• [GOAL OF THE EXERCISE] Using the entries that follow, collect the lines where the word "BTreeMap" appears.

• [PROVIDED DATA]
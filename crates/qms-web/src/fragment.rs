//! Fragment rendering.
//!
//! Every function here is pure: it turns records (or an error) into the
//! markup for exactly one page region. Nothing here touches the store.

use std::collections::BTreeMap;

use qms_core::{
  record::Record,
  registry::{EntityDefinition, EntityKey},
  work_order::{Reference, Role, WORK_ORDER_JOINS, WorkOrder},
};

use crate::markup::Markup;

/// Placeholder for a reference or value that is not set.
pub const PLACEHOLDER: &str = "N/A";

const MAIN: &str = "#main-content";

const CARD: &str = "bg-white rounded-xl shadow-xl p-8";
const BACK_BUTTON: &str =
  "mt-6 bg-gray-500 hover:bg-gray-600 text-white font-semibold py-2 px-6 rounded-lg transition";
const ROW: &str = "bg-gradient-to-r from-gray-50 to-gray-100 rounded-xl p-5 flex items-center \
                   justify-between hover:shadow-lg transition-all border-2 border-transparent \
                   hover:border-blue-200";
const INPUT: &str = "w-full px-4 py-3 border-2 border-gray-300 rounded-lg focus:outline-none \
                     focus:ring-2 focus:ring-blue-500";
const SUBMIT: &str = "bg-gradient-to-r from-green-500 to-green-600 hover:from-green-600 \
                      hover:to-green-700 text-white font-semibold py-3 px-8 rounded-lg shadow-lg";

/// DOM id of the list region for an entity; the create form targets it.
pub fn list_region_id(definition: &EntityDefinition) -> String {
  format!("{}-list", definition.key)
}

// ─── Navigation ──────────────────────────────────────────────────────────────

pub fn render_home() -> String {
  let mut m = Markup::new();
  m.open("div", &[("class", "text-center py-12")])
    .element(
      "p",
      &[("class", "text-xl text-gray-600")],
      "Welcome to the Quality Management System",
    )
    .element(
      "p",
      &[("class", "text-gray-500 mt-4")],
      "Select an option from the menu above to get started",
    )
    .close("div");
  m.finish()
}

/// One navigation button per registered entity.
pub fn render_general_info(definitions: &[&EntityDefinition]) -> String {
  let mut m = Markup::new();
  m.open("div", &[("class", "bg-white rounded-xl shadow-xl p-6")])
    .element(
      "h2",
      &[("class", "text-3xl font-bold text-gray-800 mb-6")],
      "General Information Management",
    )
    .open("div", &[("class", "grid grid-cols-2 md:grid-cols-5 gap-4 mb-4")]);

  for definition in definitions {
    let href = format!("/entity/{}", definition.key);
    let color = definition.meta.color;
    let class = format!(
      "bg-gradient-to-br from-{color}-500 to-{color}-600 hover:from-{color}-600 \
       hover:to-{color}-700 text-white font-semibold py-6 px-4 rounded-xl shadow-lg"
    );
    m.open("button", &[
      ("hx-get", href.as_str()),
      ("hx-target", MAIN),
      ("hx-swap", "innerHTML"),
      ("class", class.as_str()),
    ])
    .element("div", &[("class", "text-3xl mb-2")], definition.meta.icon)
    .text(definition.meta.plural)
    .close("button");
  }

  m.close("div");
  back_button(&mut m, "/home", "← Back");
  m.close("div");
  m.finish()
}

// ─── Entity management ───────────────────────────────────────────────────────

/// The management card for one entity: header, create form and list region.
pub fn render_entity_page(
  definition: &EntityDefinition,
  records: &[Record],
) -> String {
  let meta = &definition.meta;
  let region = list_region_id(definition);
  let action = format!("/entity/{}/create", definition.key);
  let target = format!("#{region}");

  let mut m = Markup::new();
  m.open("div", &[("class", CARD)])
    .open("div", &[("class", "flex items-center gap-3 mb-6")])
    .element("span", &[("class", "text-4xl")], meta.icon)
    .element(
      "h3",
      &[("class", "text-3xl font-bold text-gray-800")],
      &format!("{} Management", meta.label),
    )
    .close("div");

  m.open("div", &[(
    "class",
    "bg-gradient-to-br from-blue-50 to-blue-100 rounded-xl p-6 mb-6 border-2 border-blue-200",
  )])
  .element(
    "h4",
    &[("class", "font-bold text-gray-800 mb-4 text-lg")],
    &format!("➕ Add New {}", meta.label),
  )
  .open("form", &[
    ("hx-post", action.as_str()),
    ("hx-target", target.as_str()),
    ("hx-swap", "outerHTML"),
    ("class", "space-y-3"),
  ]);

  for field in definition.fields {
    m.open("div", &[]).element(
      "label",
      &[
        ("for", field.name),
        ("class", "block text-sm font-semibold text-gray-700 mb-2"),
      ],
      field.label,
    );
    let mut attrs = vec![
      ("type", "text"),
      ("id", field.name),
      ("name", field.name),
      ("class", INPUT),
    ];
    if field.required {
      attrs.push(("required", "required"));
    }
    m.void("input", &attrs).close("div");
  }

  m.open("div", &[("class", "flex gap-3")])
    .element("button", &[("type", "submit"), ("class", SUBMIT)], "✓ Add")
    .element(
      "button",
      &[
        ("type", "reset"),
        (
          "class",
          "bg-gray-400 hover:bg-gray-500 text-white font-semibold py-3 px-6 rounded-lg",
        ),
      ],
      "✕ Cancel",
    )
    .close("div")
    .close("form")
    .close("div");

  write_list(&mut m, definition, records);
  back_button(&mut m, "/general-info", "← Back");
  m.close("div");
  m.finish()
}

/// The list region for an entity. Falls back to [`render_empty`] when there
/// are no records.
pub fn render_list(definition: &EntityDefinition, records: &[Record]) -> String {
  let mut m = Markup::new();
  write_list(&mut m, definition, records);
  m.finish()
}

/// The list region with its "no items" placeholder.
pub fn render_empty(definition: &EntityDefinition) -> String {
  render_list(definition, &[])
}

fn write_list(m: &mut Markup, definition: &EntityDefinition, records: &[Record]) {
  let region = list_region_id(definition);
  m.open("div", &[("id", region.as_str()), ("class", "space-y-3")]);

  if records.is_empty() {
    empty_state(m, "No items found");
  }

  for record in records {
    m.open("div", &[("class", ROW)])
      .open("div", &[("class", "flex-1")])
      .open("div", &[("class", "flex items-center gap-3 mb-2")])
      .element(
        "span",
        &[(
          "class",
          "font-mono text-xs bg-blue-100 text-blue-700 px-3 py-1 rounded-full font-bold",
        )],
        &record.short_id(),
      )
      .close("div");

    for field in definition.fields {
      if let Some(value) = record.value(field.name) {
        m.element("p", &[("class", "font-bold text-gray-800")], value);
      }
    }

    m.close("div").close("div");
  }

  m.close("div");
}

// ─── Work orders ─────────────────────────────────────────────────────────────

const TABLE_ROLES: [(Role, &str); 5] = [
  (Role::PartNumber, "Part Number"),
  (Role::Customer, "Customer"),
  (Role::Employee, "Employee"),
  (Role::PreparedBy, "Prepared By"),
  (Role::DispositionApprovedBy, "Approved By"),
];

/// The work-order card: header, table (or empty state) and navigation.
pub fn render_work_orders(orders: &[WorkOrder]) -> String {
  let mut m = Markup::new();
  m.open("div", &[("class", CARD)])
    .open("div", &[("class", "flex items-center justify-between mb-6")])
    .open("div", &[("class", "flex items-center gap-3")])
    .element("span", &[("class", "text-4xl")], "📈")
    .element(
      "h2",
      &[("class", "text-3xl font-bold text-gray-800")],
      "DMT Records",
    )
    .close("div")
    .element(
      "button",
      &[
        ("hx-get", "/dmt/create"),
        ("hx-target", MAIN),
        ("hx-swap", "innerHTML"),
        ("class", SUBMIT),
      ],
      "➕ New DMT Record",
    )
    .close("div");

  if orders.is_empty() {
    m.open("div", &[("class", "text-center")]);
    empty_state(&mut m, "No DMT records found");
    m.element(
      "button",
      &[
        ("hx-get", "/dmt/create"),
        ("hx-target", MAIN),
        ("hx-swap", "innerHTML"),
        ("class", SUBMIT),
      ],
      "Create First Record",
    )
    .close("div");
  } else {
    write_work_order_table(&mut m, orders);
  }

  back_button(&mut m, "/home", "← Back to Home");
  m.close("div");
  m.finish()
}

fn write_work_order_table(m: &mut Markup, orders: &[WorkOrder]) {
  let th = [("class", "px-6 py-3 text-left text-xs font-bold text-gray-700 uppercase")];
  let td = [("class", "px-6 py-4 text-sm text-gray-800")];

  m.open("div", &[("class", "overflow-x-auto")])
    .open("table", &[("class", "min-w-full bg-white rounded-lg overflow-hidden")])
    .open("thead", &[("class", "bg-gray-100")])
    .open("tr", &[])
    .element("th", &th, "DMT ID");
  for (_, heading) in TABLE_ROLES {
    m.element("th", &th, heading);
  }
  m.element("th", &th, "Date")
    .element("th", &th, "Status")
    .element("th", &th, "Actions")
    .close("tr")
    .close("thead")
    .open("tbody", &[("class", "divide-y divide-gray-200")]);

  for order in orders {
    let id = order.id.to_string();
    let delete = format!("/dmt/delete/{id}");
    let date = order.date.map(|d| d.to_string());
    let (status, status_class) = if order.closed {
      ("Closed", "px-3 py-1 rounded-full text-xs font-semibold bg-green-100 text-green-700")
    } else {
      ("Open", "px-3 py-1 rounded-full text-xs font-semibold bg-yellow-100 text-yellow-700")
    };

    m.open("tr", &[("class", "hover:bg-blue-50 transition")]).element(
      "td",
      &[("class", "px-6 py-4 text-sm font-mono text-blue-600")],
      &id,
    );
    for (role, _) in TABLE_ROLES {
      m.element("td", &td, reference_label(order.reference(role)));
    }
    m.element("td", &td, date.as_deref().unwrap_or(PLACEHOLDER))
      .open("td", &[("class", "px-6 py-4")])
      .element("span", &[("class", status_class)], status)
      .close("td")
      .open("td", &[("class", "px-6 py-4")])
      .element(
        "button",
        &[
          ("hx-delete", delete.as_str()),
          ("hx-target", "closest tr"),
          ("hx-swap", "outerHTML"),
          ("hx-confirm", "Are you sure you want to delete this DMT record?"),
          (
            "class",
            "bg-red-500 hover:bg-red-600 text-white font-semibold py-1 px-3 rounded text-xs",
          ),
        ],
        "Delete",
      )
      .close("td")
      .close("tr");
  }

  m.close("tbody").close("table").close("div");
}

fn reference_label(reference: Option<&Reference>) -> &str {
  reference.map_or(PLACEHOLDER, |r| r.label.as_str())
}

/// The work-order create form. `options` holds the active records of every
/// referenced collection; each role gets a select over its target.
pub fn render_work_order_form(options: &BTreeMap<EntityKey, Vec<Record>>) -> String {
  let mut m = Markup::new();
  m.open("div", &[("class", CARD)])
    .element(
      "h2",
      &[("class", "text-3xl font-bold text-gray-800 mb-6")],
      "➕ New DMT Record",
    )
    .open("form", &[
      ("hx-post", "/dmt/create"),
      ("hx-target", MAIN),
      ("hx-swap", "innerHTML"),
      ("class", "grid grid-cols-1 md:grid-cols-2 gap-4"),
    ]);

  for join in &WORK_ORDER_JOINS {
    let target = join.target.definition();
    let label = role_label(join.role);
    m.open("div", &[])
      .element(
        "label",
        &[
          ("for", join.column),
          ("class", "block text-sm font-semibold text-gray-700 mb-2"),
        ],
        label,
      )
      .open("select", &[
        ("id", join.column),
        ("name", join.column),
        ("class", INPUT),
      ])
      .element("option", &[("value", "")], "—");

    for record in options.get(&join.target).map(Vec::as_slice).unwrap_or_default() {
      let value = record.id.to_string();
      let text = record.value(target.display_field).unwrap_or(PLACEHOLDER);
      m.element("option", &[("value", value.as_str())], text);
    }

    m.close("select").close("div");
  }

  m.open("div", &[])
    .element(
      "label",
      &[
        ("for", "date"),
        ("class", "block text-sm font-semibold text-gray-700 mb-2"),
      ],
      "Date",
    )
    .void("input", &[
      ("type", "date"),
      ("id", "date"),
      ("name", "date"),
      ("class", INPUT),
    ])
    .close("div")
    .open("div", &[("class", "flex items-center gap-2")])
    .void("input", &[
      ("type", "checkbox"),
      ("id", "dmt_closed"),
      ("name", "dmt_closed"),
    ])
    .element("label", &[("for", "dmt_closed")], "Closed")
    .close("div")
    .open("div", &[("class", "md:col-span-2 flex gap-3")])
    .element("button", &[("type", "submit"), ("class", SUBMIT)], "✓ Save")
    .close("div")
    .close("form");

  back_button(&mut m, "/dmt/list", "← Back");
  m.close("div");
  m.finish()
}

fn role_label(role: Role) -> &'static str {
  match role {
    Role::Workcenter => "Workcenter",
    Role::PartNumber => "Part Number",
    Role::Employee => "Employee",
    Role::Customer => "Customer",
    Role::InspectionItem => "Inspection Item",
    Role::PreparedBy => "Prepared By",
    Role::DispositionApprovedBy => "Disposition Approved By",
  }
}

// ─── Errors ──────────────────────────────────────────────────────────────────

/// An error card. `context` says what failed, `message` why.
pub fn render_error(context: &str, message: &str) -> String {
  let mut m = Markup::new();
  m.open("div", &[(
    "class",
    "bg-red-50 border-2 border-red-200 rounded-xl p-6 text-center",
  )])
  .element("p", &[("class", "text-red-700 font-semibold")], context)
  .element("p", &[("class", "text-sm text-red-600 mt-2")], message)
  .close("div");
  m.finish()
}

// ─── Shared pieces ───────────────────────────────────────────────────────────

fn back_button(m: &mut Markup, href: &str, label: &str) {
  m.element(
    "button",
    &[
      ("hx-get", href),
      ("hx-target", MAIN),
      ("hx-swap", "innerHTML"),
      ("class", BACK_BUTTON),
    ],
    label,
  );
}

fn empty_state(m: &mut Markup, message: &str) {
  m.open("div", &[("class", "text-center py-12 text-gray-400")])
    .element("div", &[("class", "text-4xl mb-2")], "📭")
    .element("p", &[("class", "text-lg")], message)
    .close("div");
}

• [ANSWER SPACE]
use std::collections::BTreeMap;
pub fn render_work_order_form(options: &BTreeMap<EntityKey, Vec<Record>>) -> String {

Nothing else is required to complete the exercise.